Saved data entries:

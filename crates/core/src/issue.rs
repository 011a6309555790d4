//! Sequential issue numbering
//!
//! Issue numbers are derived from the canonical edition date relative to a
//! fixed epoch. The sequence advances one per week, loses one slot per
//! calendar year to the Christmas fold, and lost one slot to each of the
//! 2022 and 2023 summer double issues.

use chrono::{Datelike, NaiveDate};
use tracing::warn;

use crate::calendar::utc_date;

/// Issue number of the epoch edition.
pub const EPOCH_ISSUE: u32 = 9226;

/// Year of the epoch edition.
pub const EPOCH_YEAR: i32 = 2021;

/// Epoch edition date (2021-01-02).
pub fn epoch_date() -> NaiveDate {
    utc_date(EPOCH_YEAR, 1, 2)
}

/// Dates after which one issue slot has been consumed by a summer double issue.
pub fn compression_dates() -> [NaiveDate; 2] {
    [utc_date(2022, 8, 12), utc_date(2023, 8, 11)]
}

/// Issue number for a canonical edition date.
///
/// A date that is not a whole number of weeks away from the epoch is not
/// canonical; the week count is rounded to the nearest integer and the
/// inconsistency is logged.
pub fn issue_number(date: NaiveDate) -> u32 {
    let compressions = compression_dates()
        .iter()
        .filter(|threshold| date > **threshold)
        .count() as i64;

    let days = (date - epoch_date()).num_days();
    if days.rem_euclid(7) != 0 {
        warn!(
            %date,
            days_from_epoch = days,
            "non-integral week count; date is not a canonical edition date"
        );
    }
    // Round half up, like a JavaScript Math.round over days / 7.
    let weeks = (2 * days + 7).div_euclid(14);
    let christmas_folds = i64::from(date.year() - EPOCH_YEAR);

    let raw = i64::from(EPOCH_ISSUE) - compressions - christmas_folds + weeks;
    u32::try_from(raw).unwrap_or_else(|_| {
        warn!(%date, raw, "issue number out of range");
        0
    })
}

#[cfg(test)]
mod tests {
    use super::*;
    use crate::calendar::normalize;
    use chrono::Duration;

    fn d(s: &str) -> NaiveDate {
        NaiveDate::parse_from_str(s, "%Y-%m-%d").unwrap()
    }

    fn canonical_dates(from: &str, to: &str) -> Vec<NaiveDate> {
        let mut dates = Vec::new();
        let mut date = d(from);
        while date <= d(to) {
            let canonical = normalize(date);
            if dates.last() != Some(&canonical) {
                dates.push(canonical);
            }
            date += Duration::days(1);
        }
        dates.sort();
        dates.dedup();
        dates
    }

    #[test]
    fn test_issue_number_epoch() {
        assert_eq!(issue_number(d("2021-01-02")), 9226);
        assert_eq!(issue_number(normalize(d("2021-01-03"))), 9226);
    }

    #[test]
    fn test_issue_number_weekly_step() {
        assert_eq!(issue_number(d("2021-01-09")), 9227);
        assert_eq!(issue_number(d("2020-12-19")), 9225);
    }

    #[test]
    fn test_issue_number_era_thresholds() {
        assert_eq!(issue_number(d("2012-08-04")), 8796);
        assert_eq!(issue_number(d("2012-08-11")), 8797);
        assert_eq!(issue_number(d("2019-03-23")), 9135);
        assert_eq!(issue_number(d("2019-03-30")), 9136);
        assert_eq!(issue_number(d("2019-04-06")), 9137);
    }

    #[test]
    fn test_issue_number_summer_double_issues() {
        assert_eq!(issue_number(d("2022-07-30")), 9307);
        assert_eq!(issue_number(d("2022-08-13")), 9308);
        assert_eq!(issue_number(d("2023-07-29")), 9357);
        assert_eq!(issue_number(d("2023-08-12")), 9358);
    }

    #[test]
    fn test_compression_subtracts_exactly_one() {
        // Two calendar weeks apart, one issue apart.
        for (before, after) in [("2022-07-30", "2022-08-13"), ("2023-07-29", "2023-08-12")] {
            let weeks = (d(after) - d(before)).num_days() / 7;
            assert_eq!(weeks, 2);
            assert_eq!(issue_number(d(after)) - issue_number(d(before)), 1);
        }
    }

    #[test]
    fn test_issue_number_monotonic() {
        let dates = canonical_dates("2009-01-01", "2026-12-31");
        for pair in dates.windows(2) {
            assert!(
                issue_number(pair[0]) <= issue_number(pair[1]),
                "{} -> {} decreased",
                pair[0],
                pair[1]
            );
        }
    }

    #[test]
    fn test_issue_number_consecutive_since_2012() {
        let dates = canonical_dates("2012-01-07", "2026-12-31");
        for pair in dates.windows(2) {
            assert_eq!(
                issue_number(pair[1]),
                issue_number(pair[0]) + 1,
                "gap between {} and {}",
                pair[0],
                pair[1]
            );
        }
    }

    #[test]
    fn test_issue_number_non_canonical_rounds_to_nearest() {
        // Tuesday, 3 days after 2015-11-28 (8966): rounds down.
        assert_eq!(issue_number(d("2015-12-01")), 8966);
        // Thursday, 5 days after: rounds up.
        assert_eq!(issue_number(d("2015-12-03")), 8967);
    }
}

**Action item**
Could you please copy the lines above exactly, beginning at the first and ending at the line that contains "let weeks = (2"?

**Result below**
filename crates/core/src/issue.rs
repository 011a6309555790d4
//! Sequential issue numbering
//!
//! Issue numbers are derived from the canonical edition date relative to a
//! fixed epoch. The sequence advances one per week, loses one slot per
//! calendar year to the Christmas fold, and lost one slot to each of the
//! 2022 and 2023 summer double issues.

use chrono::{Datelike, NaiveDate};
use tracing::warn;

use crate::calendar::utc_date;

/// Issue number of the epoch edition.
pub const EPOCH_ISSUE: u32 = 9226;

/// Year of the epoch edition.
pub const EPOCH_YEAR: i32 = 2021;

/// Epoch edition date (2021-01-02).
pub fn epoch_date() -> NaiveDate {
    utc_date(EPOCH_YEAR, 1, 2)
}

/// Dates after which one issue slot has been consumed by a summer double issue.
pub fn compression_dates() -> [NaiveDate; 2] {
    [utc_date(2022, 8, 12), utc_date(2023, 8, 11)]
}

/// Issue number for a canonical edition date.
///
/// A date that is not a whole number of weeks away from the epoch is not
/// canonical; the week count is rounded to the nearest integer and the
/// inconsistency is logged.
pub fn issue_number(date: NaiveDate) -> u32 {
    let compressions = compression_dates()
        .iter()
        .filter(|threshold| date > **threshold)
        .count() as i64;

    let days = (date - epoch_date()).num_days();
    if days.rem_euclid(7) != 0 {
        warn!(
            %date,
            days_from_epoch = days,
            "non-integral week count; date is not a canonical edition date"
        );
    }
    // Round half up, like a JavaScript Math.round over days / 7.
    let weeks = (2 * days + 7).div_euclid(14);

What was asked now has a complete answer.